Espero que estejam ouvindo com atenção, não escutando apenas as palavras, mas usando-as como um espelho para observarem a si mesmos. A comunicação entre o orador e vós tornar-se-á então inteiramente diferente, estaremos assim tratando de fatos e não de suposições, de opiniões ou juízos de valor, e todos estaremos empenhados neste problema de saber como é que a mente poderá ser descondicionada, transformada, de maneira completa.

Como dissemos, esta compreensão de nós mesmos só é possível quando nos tornarmos atentos ao nosso relacionamento. Só no relacionamento a pessoa pode realmente observar-se; nele todas as reações, todos os condicionamentos se revelam.
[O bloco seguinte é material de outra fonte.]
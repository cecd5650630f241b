//! OpenAI-compatible reviewer
//!
//! Works with OpenAI, Azure-style gateways, and local servers exposing the
//! chat completions API (Ollama, vLLM, etc.).

use std::time::Duration;

use async_trait::async_trait;
use reqwest::Client;
use reqwest::header::RETRY_AFTER;
use serde::{Deserialize, Serialize};
use tracing::{debug, error};

use codescope_core::config::ReviewerConfig;

use crate::domain::{ModelReviewer, ReviewerError};
use crate::infrastructure::prompts::REVIEWER_SYSTEM_PROMPT;

/// Reviewer backed by a `/chat/completions` endpoint
pub struct OpenAiCompatibleReviewer {
    client: Client,
    api_key: Option<String>,
    base_url: String,
    model: String,
    temperature: f64,
    max_tokens: u32,
}

impl OpenAiCompatibleReviewer {
    pub fn new(model: impl Into<String>) -> Self {
        let client = Client::builder()
            .timeout(Duration::from_secs(120))
            .build()
            .unwrap_or_else(|e| {
                error!(error = %e, "Failed to build HTTP client with custom timeout, using default client");
                Client::new()
            });

        Self {
            client,
            api_key: None,
            base_url: "https://api.openai.com/v1".to_string(),
            model: model.into(),
            temperature: 0.2,
            max_tokens: 4096,
        }
    }

    pub fn from_config(config: &ReviewerConfig) -> Result<Self, ReviewerError> {
        let client = Client::builder()
            .timeout(Duration::from_secs(config.timeout_seconds))
            .build()
            .map_err(|e| ReviewerError::Configuration(e.to_string()))?;

        Ok(Self {
            client,
            api_key: config.api_key.clone(),
            base_url: config.base_url.clone(),
            model: config.model.clone(),
            temperature: config.temperature,
            max_tokens: config.max_tokens,
        })
    }

    pub fn with_base_url(mut self, base_url: impl Into<String>) -> Self {
        self.base_url = base_url.into();
        self
    }

    pub fn with_api_key(mut self, api_key: impl Into<String>) -> Self {
        self.api_key = Some(api_key.into());
        self
    }

    fn chat_url(&self) -> String {
        format!("{}/chat/completions", self.base_url.trim_end_matches('/'))
    }
}

#[async_trait]
impl ModelReviewer for OpenAiCompatibleReviewer {
    async fn review(&self, prompt: &str) -> Result<String, ReviewerError> {
        let request = ChatRequest {
            model: &self.model,
            messages: vec![
                ChatMessage {
                    role: "system",
                    content: REVIEWER_SYSTEM_PROMPT,
                },
                ChatMessage {
                    role: "user",
                    content: prompt,
                },
            ],
            temperature: self.temperature,
            max_tokens: self.max_tokens,
        };

        debug!(model = %self.model, prompt_chars = prompt.len(), "Sending review request");

        let mut req = self.client.post(self.chat_url()).json(&request);
        if let Some(ref key) = self.api_key {
            req = req.bearer_auth(key);
        }

        let response = req.send().await?;
        let status = response.status();

        if !status.is_success() {
            let retry_after = response
                .headers()
                .get(RETRY_AFTER)
                .and_then(|v| v.to_str().ok())
                .and_then(|v| v.trim().parse::<u64>().ok());
            let text = response.text().await.unwrap_or_default();

            return Err(match status.as_u16() {
                401 | 403 => ReviewerError::Authentication(text),
                429 => ReviewerError::rate_limited(text, retry_after),
                code if code >= 500 => ReviewerError::ServiceUnavailable(format!("{status}: {text}")),
                _ => {
                    error!(status = %status, "Reviewer API error: {}", text);
                    ReviewerError::InvalidRequest(format!("API error {}: {}", status, text))
                }
            });
        }

        let body: ChatResponse = response.json().await?;
        body.choices
            .into_iter()
            .next()
            .and_then(|choice| choice.message.content)
            .ok_or_else(|| ReviewerError::InvalidResponse("Response contained no choices".into()))
    }

    fn model(&self) -> &str {
        &self.model
    }
}

// === Chat completions wire types ===

#[derive(Debug, Serialize)]
struct ChatRequest<'a> {
    model: &'a str,
    messages: Vec<ChatMessage<'a>>,
    temperature: f64,
    max_tokens: u32,
}

#[derive(Debug, Serialize)]
struct ChatMessage<'a> {
    role: &'static str,
    content: &'a str,
}

#[derive(Debug, Deserialize)]
struct ChatResponse {
    #[serde(default)]
    choices: Vec<ChatChoice>,
}

#[derive(Debug, Deserialize)]
struct ChatChoice {
    message: ChatChoiceMessage,
}

#[derive(Debug, Deserialize)]
struct ChatChoiceMessage {
    #[serde(default)]
    content: Option<String>,
}
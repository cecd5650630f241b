//! Record store errors

use thiserror::Error;

/// Errors raised by record and finding stores
#[derive(Error, Debug, Clone, PartialEq)]
pub enum StoreError {
    /// Entity not found
    #[error("{entity} not found: {id}")]
    NotFound { entity: &'static str, id: String },

    /// Conditional update matched no row in the expected state
    #[error("{entity} {id} is not in the expected state: {reason}")]
    Conflict {
        entity: &'static str,
        id: String,
        reason: String,
    },

    /// Stored value could not be decoded into a domain type
    #[error("Corrupt {entity} record {id}: {message}")]
    Corrupt {
        entity: &'static str,
        id: String,
        message: String,
    },

    /// Database operation failed
    #[error("Database error: {message}")]
    Database { message: String },
}

impl StoreError {
    pub fn not_found(entity: &'static str, id: impl ToString) -> Self {
        StoreError::NotFound {
            entity,
            id: id.to_string(),
        }
    }

    pub fn conflict(entity: &'static str, id: impl ToString, reason: impl Into<String>) -> Self {
        StoreError::Conflict {
            entity,
            id: id.to_string(),
            reason: reason.into(),
        }
    }

    pub fn database(message: impl ToString) -> Self {
        StoreError::Database {
            message: message.to_string(),
        }
    }

    /// Check if this error is a "not found" error
    pub fn is_not_found(&self) -> bool {
        matches!(self, StoreError::NotFound { .. })
    }

    /// Check if this error is a failed conditional update
    pub fn is_conflict(&self) -> bool {
        matches!(self, StoreError::Conflict { .. })
    }
}
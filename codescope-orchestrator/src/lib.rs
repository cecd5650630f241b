//! CodeScope Orchestrator - drives analysis runs across a codebase's repositories
//!
//! # Architecture
//!
//! ```text
//! codescope-orchestrator/
//! ├── domain/            # Acquirer and progress contracts
//! ├── application/       # Orchestrator, lifecycle controller, aggregation
//! └── infrastructure/    # Git acquirer, scanner, progress sinks, dispatcher
//! ```

pub mod application;
pub mod domain;
pub mod infrastructure;

pub use application::{
    AnalysisOrchestrator, LifecycleController, OrchestratorConfig, OrchestratorError,
    RecordStores,
};
pub use domain::{
    AcquisitionError, Checkout, ProgressEvent, ProgressSink, RepositoryAcquirer, ScanResult,
};
pub use infrastructure::{
    AnalysisDispatcher, ChannelProgressSink, GitAcquirerConfig, GitRepositoryAcquirer,
    NoOpProgressSink, TracingProgressSink, VecProgressSink,
};
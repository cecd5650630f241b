pub mod coordinator;
pub mod scoring;

pub use coordinator::{AiAnalysisCoordinator, CodeAnalysisOutcome, CoordinatorConfig};
pub use scoring::{average_scores, compute_scores, language_line_counts, language_percentages};
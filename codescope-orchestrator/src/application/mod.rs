pub mod aggregation;
pub mod errors;
pub mod lifecycle;
pub mod orchestrator;
mod runs;

pub use aggregation::{RepositoryContribution, RunAccumulator, RunTotals};
pub use errors::OrchestratorError;
pub use lifecycle::LifecycleController;
pub use orchestrator::{AnalysisOrchestrator, OrchestratorConfig, RecordStores};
Na relação a pessoa apercebe-se do seu verdadeiro estado. E, ao observar-se, toma consciência desse imenso problema do medo.
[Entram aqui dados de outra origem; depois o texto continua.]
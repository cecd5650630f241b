//! Analysis domain entities

use std::collections::BTreeMap;

use chrono::{DateTime, Utc};
use serde::{Deserialize, Serialize};

use super::value_objects::{
    AnalysisId, AnalysisStatus, AnalysisType, CodebaseId, CodebaseStatus, FindingCategory,
    FindingId, FindingSeverity, FindingStatus, RepositoryId, RepositoryProvider,
    RepositoryStatus, TransitionError,
};

/// Line counts keyed by language name
pub type LanguageLineCounts = BTreeMap<String, u64>;

/// Codebase aggregate root
///
/// A tenant-owned grouping of repositories analysed together. Status and
/// metadata are written by the orchestrator only.
#[derive(Debug, Clone, Serialize, Deserialize)]
#[serde(rename_all = "camelCase")]
pub struct Codebase {
    pub id: CodebaseId,
    pub name: String,
    pub status: CodebaseStatus,
    pub metadata: CodebaseMetadata,
    pub settings: CodebaseSettings,
    pub created_at: DateTime<Utc>,
    pub updated_at: DateTime<Utc>,
}

impl Codebase {
    pub fn new(name: impl Into<String>) -> Self {
        let now = Utc::now();
        Self {
            id: CodebaseId::generate(),
            name: name.into(),
            status: CodebaseStatus::Pending,
            metadata: CodebaseMetadata::default(),
            settings: CodebaseSettings::default(),
            created_at: now,
            updated_at: now,
        }
    }

    /// Move to `target` if the state machine allows it.
    pub fn transition(&mut self, target: CodebaseStatus) -> Result<(), TransitionError> {
        if !self.status.can_transition_to(target) {
            return Err(TransitionError {
                entity: "codebase",
                from: self.status.to_string(),
                to: target.to_string(),
            });
        }
        self.status = target;
        self.updated_at = Utc::now();
        Ok(())
    }
}

/// Aggregate facts about a codebase's last ingestion and analysis
#[derive(Debug, Clone, Default, PartialEq, Serialize, Deserialize)]
#[serde(rename_all = "camelCase", default)]
pub struct CodebaseMetadata {
    pub total_files: u64,
    pub total_lines: u64,
    pub language_histogram: LanguageLineCounts,
    pub last_ingestion_at: Option<DateTime<Utc>>,
    pub last_analysis_at: Option<DateTime<Utc>>,
}

/// How deep a codebase should be analysed by default
#[derive(Debug, Clone, Copy, PartialEq, Eq, Default, Serialize, Deserialize)]
#[serde(rename_all = "snake_case")]
pub enum AnalysisDepth {
    Quick,
    #[default]
    Standard,
    Deep,
}

/// User-controlled codebase settings
#[derive(Debug, Clone, Default, PartialEq, Serialize, Deserialize)]
#[serde(rename_all = "camelCase", default)]
pub struct CodebaseSettings {
    pub auto_analyze: bool,
    pub analysis_depth: AnalysisDepth,
    /// Glob patterns excluded from scanning (e.g. `**/generated/**`)
    pub exclude_patterns: Vec<String>,
}

/// One version-control source within a codebase
#[derive(Debug, Clone, Serialize, Deserialize)]
#[serde(rename_all = "camelCase")]
pub struct Repository {
    pub id: RepositoryId,
    pub codebase_id: CodebaseId,
    pub name: String,
    pub provider: RepositoryProvider,
    /// Remote URL, or a filesystem path for [`RepositoryProvider::Local`]
    pub remote_url: String,
    pub branch: String,
    pub status: RepositoryStatus,
    /// Per-repository override of the scanner's file size limit
    pub max_file_size_bytes: Option<u64>,
    pub metadata: RepositoryMetadata,
    pub created_at: DateTime<Utc>,
    pub updated_at: DateTime<Utc>,
}

impl Repository {
    pub fn new(
        codebase_id: CodebaseId,
        name: impl Into<String>,
        provider: RepositoryProvider,
        remote_url: impl Into<String>,
        branch: impl Into<String>,
    ) -> Self {
        let now = Utc::now();
        Self {
            id: RepositoryId::generate(),
            codebase_id,
            name: name.into(),
            provider,
            remote_url: remote_url.into(),
            branch: branch.into(),
            status: RepositoryStatus::Pending,
            max_file_size_bytes: None,
            metadata: RepositoryMetadata::default(),
            created_at: now,
            updated_at: now,
        }
    }

    pub fn transition(&mut self, target: RepositoryStatus) -> Result<(), TransitionError> {
        if !self.status.can_transition_to(target) {
            return Err(TransitionError {
                entity: "repository",
                from: self.status.to_string(),
                to: target.to_string(),
            });
        }
        self.status = target;
        self.updated_at = Utc::now();
        Ok(())
    }
}

#[derive(Debug, Clone, Default, PartialEq, Serialize, Deserialize)]
#[serde(rename_all = "camelCase", default)]
pub struct RepositoryMetadata {
    pub total_files: u64,
    pub total_lines: u64,
    pub language_histogram: LanguageLineCounts,
    pub last_commit: Option<String>,
    pub last_commit_date: Option<DateTime<Utc>>,
}

/// Parameters an analysis was requested with
#[derive(Debug, Clone, Default, PartialEq, Serialize, Deserialize)]
#[serde(rename_all = "camelCase", default)]
pub struct AnalysisRunConfig {
    pub depth: AnalysisDepth,
    /// Restrict the run to these repositories; empty means all of the codebase
    pub target_repositories: Vec<RepositoryId>,
    /// Remediation playbooks referenced by the run (not executed here)
    pub playbook_ids: Vec<String>,
}

/// Recorded state transition for an analysis (audit trail).
#[derive(Debug, Clone, PartialEq, Serialize, Deserialize)]
#[serde(rename_all = "camelCase")]
pub struct AnalysisTransition {
    pub from: AnalysisStatus,
    pub to: AnalysisStatus,
    pub at: DateTime<Utc>,
    #[serde(default, skip_serializing_if = "Option::is_none")]
    pub reason: Option<String>,
}

/// One execution of the pipeline against a codebase
///
/// `results` and `summary` are only present once `status` is `completed`;
/// `error_message` only once it is `failed`.
#[derive(Debug, Clone, Serialize, Deserialize)]
#[serde(rename_all = "camelCase")]
pub struct Analysis {
    pub id: AnalysisId,
    pub codebase_id: CodebaseId,
    pub analysis_type: AnalysisType,
    pub status: AnalysisStatus,
    pub config: AnalysisRunConfig,
    pub created_at: DateTime<Utc>,
    pub started_at: Option<DateTime<Utc>>,
    pub completed_at: Option<DateTime<Utc>>,
    pub results: Option<AnalysisResults>,
    pub summary: Option<AnalysisSummary>,
    pub error_message: Option<String>,
    #[serde(default)]
    pub transitions: Vec<AnalysisTransition>,
}

impl Analysis {
    /// Create a queued analysis
    pub fn new(codebase_id: CodebaseId, analysis_type: AnalysisType) -> Self {
        Self {
            id: AnalysisId::generate(),
            codebase_id,
            analysis_type,
            status: AnalysisStatus::Queued,
            config: AnalysisRunConfig::default(),
            created_at: Utc::now(),
            started_at: None,
            completed_at: None,
            results: None,
            summary: None,
            error_message: None,
            transitions: Vec::new(),
        }
    }

    pub fn with_config(mut self, config: AnalysisRunConfig) -> Self {
        self.config = config;
        self
    }

    /// Validate and apply a status change, stamping timestamps and the audit trail.
    pub fn transition(
        &mut self,
        target: AnalysisStatus,
        reason: Option<String>,
    ) -> Result<(), TransitionError> {
        if !self.status.can_transition_to(target) {
            return Err(TransitionError {
                entity: "analysis",
                from: self.status.to_string(),
                to: target.to_string(),
            });
        }

        let now = Utc::now();
        match target {
            AnalysisStatus::Running => self.started_at = Some(now),
            AnalysisStatus::Completed | AnalysisStatus::Failed | AnalysisStatus::Cancelled => {
                self.completed_at = Some(now)
            }
            AnalysisStatus::Queued => {}
        }

        self.transitions.push(AnalysisTransition {
            from: self.status,
            to: target,
            at: now,
            reason,
        });
        self.status = target;
        Ok(())
    }
}

/// Counts of findings per severity
#[derive(Debug, Clone, Copy, Default, PartialEq, Eq, Serialize, Deserialize)]
#[serde(default)]
pub struct SeverityBreakdown {
    pub critical: u32,
    pub high: u32,
    pub medium: u32,
    pub low: u32,
    pub info: u32,
}

impl SeverityBreakdown {
    pub fn get(&self, severity: FindingSeverity) -> u32 {
        match severity {
            FindingSeverity::Critical => self.critical,
            FindingSeverity::High => self.high,
            FindingSeverity::Medium => self.medium,
            FindingSeverity::Low => self.low,
            FindingSeverity::Info => self.info,
        }
    }

    pub fn add(&mut self, severity: FindingSeverity, count: u32) {
        let slot = match severity {
            FindingSeverity::Critical => &mut self.critical,
            FindingSeverity::High => &mut self.high,
            FindingSeverity::Medium => &mut self.medium,
            FindingSeverity::Low => &mut self.low,
            FindingSeverity::Info => &mut self.info,
        };
        *slot += count;
    }

    pub fn merge(&mut self, other: &SeverityBreakdown) {
        for severity in FindingSeverity::ALL {
            self.add(*severity, other.get(*severity));
        }
    }

    pub fn total(&self) -> u32 {
        self.critical + self.high + self.medium + self.low + self.info
    }
}

/// Counts of findings per category
#[derive(Debug, Clone, Copy, Default, PartialEq, Eq, Serialize, Deserialize)]
#[serde(default)]
pub struct CategoryBreakdown {
    pub security: u32,
    pub technical_debt: u32,
    pub dead_code: u32,
    pub dependency: u32,
    pub architecture: u32,
    pub performance: u32,
    pub maintainability: u32,
    pub consolidation: u32,
    pub compliance: u32,
}

impl CategoryBreakdown {
    pub fn get(&self, category: FindingCategory) -> u32 {
        match category {
            FindingCategory::Security => self.security,
            FindingCategory::TechnicalDebt => self.technical_debt,
            FindingCategory::DeadCode => self.dead_code,
            FindingCategory::Dependency => self.dependency,
            FindingCategory::Architecture => self.architecture,
            FindingCategory::Performance => self.performance,
            FindingCategory::Maintainability => self.maintainability,
            FindingCategory::Consolidation => self.consolidation,
            FindingCategory::Compliance => self.compliance,
        }
    }

    pub fn add(&mut self, category: FindingCategory, count: u32) {
        let slot = match category {
            FindingCategory::Security => &mut self.security,
            FindingCategory::TechnicalDebt => &mut self.technical_debt,
            FindingCategory::DeadCode => &mut self.dead_code,
            FindingCategory::Dependency => &mut self.dependency,
            FindingCategory::Architecture => &mut self.architecture,
            FindingCategory::Performance => &mut self.performance,
            FindingCategory::Maintainability => &mut self.maintainability,
            FindingCategory::Consolidation => &mut self.consolidation,
            FindingCategory::Compliance => &mut self.compliance,
        };
        *slot += count;
    }

    pub fn merge(&mut self, other: &CategoryBreakdown) {
        for category in FindingCategory::ALL {
            self.add(*category, other.get(*category));
        }
    }

    pub fn total(&self) -> u32 {
        FindingCategory::ALL.iter().map(|c| self.get(*c)).sum()
    }
}

/// Health scores in the range `0..=100`
#[derive(Debug, Clone, Copy, PartialEq, Eq, Serialize, Deserialize)]
#[serde(rename_all = "camelCase")]
pub struct Scorecard {
    pub security: u8,
    pub maintainability: u8,
    pub tech_debt: u8,
}

impl Scorecard {
    /// Score of a repository with no findings
    pub const PERFECT: Scorecard = Scorecard {
        security: 100,
        maintainability: 100,
        tech_debt: 100,
    };
}

impl Default for Scorecard {
    fn default() -> Self {
        Self::PERFECT
    }
}

/// Human-readable digest of an analysis
#[derive(Debug, Clone, Default, PartialEq, Serialize, Deserialize)]
#[serde(rename_all = "camelCase", default)]
pub struct AnalysisSummary {
    pub overview: String,
    pub key_findings: Vec<String>,
    pub recommendations: Vec<String>,
    pub estimated_effort: String,
}

/// Outcome for one repository that made it through the pipeline
#[derive(Debug, Clone, PartialEq, Serialize, Deserialize)]
#[serde(rename_all = "camelCase")]
pub struct RepositoryReport {
    pub repository_id: RepositoryId,
    pub files_analyzed: u64,
    pub findings_count: u32,
    /// Reviewer batches that produced no usable answer
    #[serde(default)]
    pub failed_batches: u32,
    pub scores: Scorecard,
    pub summary: AnalysisSummary,
}

/// A repository left out of the aggregation and why
#[derive(Debug, Clone, PartialEq, Serialize, Deserialize)]
#[serde(rename_all = "camelCase")]
pub struct FailedRepository {
    pub repository_id: RepositoryId,
    pub error: String,
}

/// Aggregated numbers for a completed analysis
#[derive(Debug, Clone, PartialEq, Serialize, Deserialize)]
#[serde(rename_all = "camelCase")]
pub struct AnalysisResults {
    pub files_analyzed: u64,
    pub findings_count: u32,
    pub findings_by_severity: SeverityBreakdown,
    pub findings_by_category: CategoryBreakdown,
    pub tech_debt_score: u8,
    pub security_score: u8,
    pub maintainability_score: u8,
    #[serde(default)]
    pub repositories: Vec<RepositoryReport>,
    #[serde(default)]
    pub failed_repositories: Vec<FailedRepository>,
}

/// One issue detected in a repository during an analysis
///
/// Immutable once created, except for `status` which is owned by users.
#[derive(Debug, Clone, PartialEq, Serialize, Deserialize)]
#[serde(rename_all = "camelCase")]
pub struct Finding {
    pub id: FindingId,
    pub analysis_id: AnalysisId,
    pub repository_id: RepositoryId,
    pub title: String,
    pub description: String,
    pub severity: FindingSeverity,
    pub category: FindingCategory,
    pub status: FindingStatus,
    pub file_path: String,
    pub line_start: Option<u32>,
    pub line_end: Option<u32>,
    pub suggested_fix: Option<String>,
    pub tags: Vec<String>,
    pub created_at: DateTime<Utc>,
}

impl Finding {
    /// Create an `open` finding owned by `repository_id` and `analysis_id`.
    pub fn new(
        analysis_id: AnalysisId,
        repository_id: RepositoryId,
        title: impl Into<String>,
        severity: FindingSeverity,
        category: FindingCategory,
    ) -> Self {
        Self {
            id: FindingId::generate(),
            analysis_id,
            repository_id,
            title: title.into(),
            description: String::new(),
            severity,
            category,
            status: FindingStatus::Open,
            file_path: String::new(),
            line_start: None,
            line_end: None,
            suggested_fix: None,
            tags: Vec::new(),
            created_at: Utc::now(),
        }
    }
}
Podemos aperceber-nos de que a mente está sempre em busca de certezas, de estar a salvo, de estar segura. A mente que está segura, que está a salvo, é uma mente "burguesa", sem qualidade. Todavia, todos desejamos estar completamente em segurança. Mas psicologicamente isso não existe. Vejam o que acontece: exteriormente - é muito interessante observá-lo - cada pessoa deseja estar a salvo, estar segura. Psicologicamente, porém, faz tudo para causar a sua própria destruição. Podemos constatá-lo observado que enquanto houver Estados com os seus governos soberanos, os seus exércitos e armadas etc., terá de haver guerras. Estamos psicologicamente condicionados para aceitar que somos uma nação, um grupo particular, pertencendo a uma determinada ideologia ou religião.
 
Não sei se já observaram o mal que as organizações religiosas têm trazido ao mundo, como elas têm dividido o homem. Tu és católico, eu sou protestante. Para nós, o rótulo é muito mais importante do que o verdadeiro estado de afeição, de amor, de bondade. As nacionalidades dividem-nos. Podemos observar esta divisão que nos condiciona e produz medo.